These are species of tropical and subtropical Central and South America. One species, the Plain Chachalaca, just reaches southernmost Texas in the USA. Two species, the Trinidad Piping Guan and the Rufous-vented Chachalaca occur on the islands of Trinidad and Tobago respectively.
Cracids are large birds, similar in general appearance to turkeys. The guans and curassows live in trees, but the smaller chachalacas are found in more open scrubby habitats. Many species are fairly long tailed, which may be an aide to navigating their largely arboreal existence. They are generally dull-plumaged, but the curassows and some guans have colourful facial ornaments. The birds are particular vocal, with the chachalacas taking their name from the sound of their call. Cracids range in size from the Little Chachalaca (Ortalis motmot), at as little as 38 cm (15 in) and 350 g (12.5 oz), to the Great Curassow (Crax rubra), at nearly 1 m (40 in) and 4.3 kg (9.5 lbs).
These species feed on fruit, insects and worms. They build nesta in trees, and lay two to three large white eggs, which only the female incubates alone. The young are precocial and are born with an instinct to immediately climb and seek refuge in the nesting tree. They are able to fly within days of birth.
The Cracidae are an ancient group related to the Australasian Mound-builders. They are sometimes united with these in a distinct order, "Craciformes", but this is not supported by more recent research which suggests that either is a well-marked, basal lineage of Galliformes.
Alternatively, all subfamilies except the Penelopinae could be lumped into the Cracinae. As the initial radiation of cracids is not well resolved at present (see below), the system used here seems more appropriate. It is also quite probable that entirely extinct subfamilies exist as the fossil record is utterly incomplete.
Recent research has analyzed mt and nDNA sequences, morphological, and biogeographical data to study the phylogenetic relationships of cracid birds, namely the relationships among the genera (Pereira et al., 2002), the relationships between the species of curassows (Pereira & Baker, 2004) and between the piping- and Wattled Guans (Grau et al., 2005). The traditional groups - chachalacas, guans, and curassows - are verified as distinct clades, but the Horned Guan represents the sole survivor of a very distinct and ancient lineage.
In addition, the molecular data suggest that the Cracidae originated in the Late Cretaceous, but the authors caution that this cannot be more than a hypothesis at present: as the rate of molecular evolution is neither constant over time nor uniform between genera and even species, dating based on molecular information has a very low accuracy over such long timespans and needs to be corroborated by fossil evidence. The fossil record of cracids is limited to a single doubtfully distinct genus of chachalaca, Boreortalis (Hawthorn Early Miocene of Florida, USA; may actually be a junior synonym of Ortalis) and some species in the modern genus Ortalis, however. This does not provide any assistance in evaluating the hypothesis (Pereira et al., 2002) that the split between the 4 main lineages of our time occurred quite rapidly, approximately in the Oligocene or slightly earlier, somewhere between 40 and 20 mya.
The genera Procrax, Palaeonossax and Paleophasianus are often considered cracids, but this is not certain at all; they may belong to a related extinct lineage. It is unfortunate that of these too, few good fossils are known, as they date to about the time when the modern groups presumably diverged. Should they be cracids, they are not unlikely to represent either some of the last members of the family before guans, chachalacas, etc. evolved, or very early representatives of these lineages.

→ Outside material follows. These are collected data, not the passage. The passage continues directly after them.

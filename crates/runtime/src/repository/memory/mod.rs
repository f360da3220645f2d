//! In-memory repository implementation for testing and development.

mod snapshot;

pub use snapshot::InMemorySnapshotRepo;
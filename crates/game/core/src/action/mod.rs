//! Movement intents and their bookkeeping.
//!
//! Callers express one [`MoveDelta`] per player per turn. Intents wait in the
//! [`ActionQueue`] until the engine drains it, and every resolved intent leaves
//! an [`ActionRecord`] behind.
mod history;
mod movement;
mod queue;

pub use history::ActionRecord;
pub use movement::{CardinalDirection, MoveDelta};
pub use queue::ActionQueue;
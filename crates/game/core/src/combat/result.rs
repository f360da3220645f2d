//! Resolution result types.

use crate::action::MoveDelta;
use crate::state::{PlayerId, Position};

/// Why a requested move left the player where it was.
#[derive(Clone, Copy, Debug, PartialEq, Eq, strum::Display, strum::AsRefStr)]
#[cfg_attr(feature = "serde", derive(serde::Serialize, serde::Deserialize))]
#[strum(serialize_all = "snake_case")]
pub enum MoveRejection {
    /// An axis of the delta is outside `-1..=1`.
    InvalidDelta,
    /// Neither the move nor its axis-only fallbacks stay on the board.
    OutOfBounds,
    /// The target and every redirect candidate are held by a stronger faction.
    Blocked,
    /// The player was defeated before its intent was resolved.
    Defeated,
    /// The player was never placed.
    Unplaced,
}

/// Outcome of one resolved intent.
#[derive(Clone, Copy, Debug, PartialEq, Eq)]
#[cfg_attr(feature = "serde", derive(serde::Serialize, serde::Deserialize))]
pub enum MoveOutcome {
    /// The player entered its (possibly bounds-corrected) target.
    Moved,
    /// The target was blocked; the player stepped to a neighbour instead.
    Redirected { blocked: Position },
    Rejected(MoveRejection),
}

impl MoveOutcome {
    pub fn is_rejected(&self) -> bool {
        matches!(self, MoveOutcome::Rejected(_))
    }
}

/// Structured record of a single resolution, meant for logging and reports.
#[derive(Clone, Copy, Debug, PartialEq, Eq)]
#[cfg_attr(feature = "serde", derive(serde::Serialize, serde::Deserialize))]
pub struct Resolution {
    pub player: PlayerId,
    pub requested: MoveDelta,
    /// Position before resolution (`None` only for unplaced players).
    pub from: Option<Position>,
    /// Position after resolution.
    pub to: Option<Position>,
    pub outcome: MoveOutcome,
    /// Villager defeated by this move, if any.
    pub defeated: Option<PlayerId>,
}

impl Resolution {
    pub(crate) fn stayed(
        player: PlayerId,
        requested: MoveDelta,
        at: Option<Position>,
        outcome: MoveOutcome,
    ) -> Self {
        Self {
            player,
            requested,
            from: at,
            to: at,
            outcome,
            defeated: None,
        }
    }

    /// True when the player's position changed.
    pub fn moved(&self) -> bool {
        self.from != self.to
    }
}
use super::{Faction, PlayerId, Position};

/// Whether a player still takes part in the skirmish.
#[derive(Clone, Copy, Debug, PartialEq, Eq, Default)]
#[cfg_attr(feature = "serde", derive(serde::Serialize, serde::Deserialize))]
pub enum PlayerStatus {
    #[default]
    Active,
    /// Entered by a wolf during the given turn. A defeated player keeps its last
    /// position for the record but no longer occupies a cell.
    Defeated { turn: u32 },
}

/// A participant on the board.
#[derive(Clone, Debug, PartialEq, Eq)]
#[cfg_attr(feature = "serde", derive(serde::Serialize, serde::Deserialize))]
pub struct PlayerEntity {
    pub id: PlayerId,
    pub pseudo: char,
    pub faction: Faction,
    /// Stored for future rules; movement and combat do not read it.
    pub sight_distance: u32,
    pub position: Option<Position>,
    pub status: PlayerStatus,
}

impl PlayerEntity {
    pub fn new(id: PlayerId, pseudo: char, faction: Faction, sight_distance: u32) -> Self {
        Self {
            id,
            pseudo,
            faction,
            sight_distance,
            position: None,
            status: PlayerStatus::Active,
        }
    }

    pub fn with_position(mut self, position: Position) -> Self {
        self.position = Some(position);
        self
    }

    pub fn is_placed(&self) -> bool {
        self.position.is_some()
    }

    pub fn is_active(&self) -> bool {
        matches!(self.status, PlayerStatus::Active)
    }

    /// Cell this player occupies, if it is placed and still in play.
    pub fn occupied_cell(&self) -> Option<Position> {
        if self.is_active() { self.position } else { None }
    }

    /// Board glyph derived from the faction.
    pub fn glyph(&self) -> char {
        self.faction.glyph()
    }
}

/// Parses a display pseudo: exactly one visible character.
pub fn parse_pseudo(pseudo: &str) -> Option<char> {
    let mut chars = pseudo.chars();
    match (chars.next(), chars.next()) {
        (Some(c), None) if !c.is_control() && !c.is_whitespace() => Some(c),
        _ => None,
    }
}
use crate::state::PlayerId;

use super::MoveDelta;

/// Pending movement intents for the turn being prepared.
///
/// An insertion-ordered map keyed by player: registering again for the same
/// player overwrites the delta but keeps the slot of the first registration.
#[derive(Clone, Debug, Default, PartialEq, Eq)]
pub struct ActionQueue {
    entries: Vec<(PlayerId, MoveDelta)>,
}

impl ActionQueue {
    pub fn new() -> Self {
        Self::default()
    }

    /// Upserts the intent of `player`.
    pub fn register(&mut self, player: PlayerId, delta: MoveDelta) {
        match self.entries.iter_mut().find(|(id, _)| *id == player) {
            Some(entry) => entry.1 = delta,
            None => self.entries.push((player, delta)),
        }
    }

    pub fn get(&self, player: PlayerId) -> Option<MoveDelta> {
        self.entries
            .iter()
            .find(|(id, _)| *id == player)
            .map(|(_, delta)| *delta)
    }

    pub fn len(&self) -> usize {
        self.entries.len()
    }

    pub fn is_empty(&self) -> bool {
        self.entries.is_empty()
    }

    pub fn iter(&self) -> impl Iterator<Item = (PlayerId, MoveDelta)> + '_ {
        self.entries.iter().copied()
    }

    /// Takes every intent in registration order and leaves the queue empty.
    pub fn drain(&mut self) -> Vec<(PlayerId, MoveDelta)> {
        std::mem::take(&mut self.entries)
    }

    pub fn clear(&mut self) {
        self.entries.clear();
    }
}
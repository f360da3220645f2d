//! File-based repository implementation.

mod snapshot;

pub use snapshot::FileSnapshotRepository;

Thus, the assumption that the modern diversity started to evolve in the late Paleogene, continuing throughout the Miocene and onwards, must also be considered hypothetical given the lack of robust evidence. Still, the "molecular" scenario is entirely possible considering what is known about the evolution and radiation of the Galloanserae, and consistent with the paleogeography of the Americas. The ichnotaxon Tristraguloolithus cracioides is based on fossil eggshell fragments from the Late Cretaceous Oldman Formation of southern Alberta, Canada which are similar to chachalaca eggs (Zelenitsky et al, 1996), but in the absence of bone material their relationships cannot be determined except that they are apparently not from a dinosaur.
By comparison, speciation within curassows (Crax, Nothocrax, Pauxi and Mitu) and the piping/wattled guans is supported by better evidence. It was usually caused by changes in topography which divided populations (vicariant speciation), mainly due to the uplift of the Andes which led to the establishment of the modern river basins. The distribution of curassow and piping-guan species for the most part follows the layout of these river systems, and in the latter case, apparently many extinctions of populations in lowland areas (Grau et al., 2005). Another result was that the Wattled Guan belongs to the same genus as the piping-guans, which thus use the older name Aburria (Grau et al., 2005).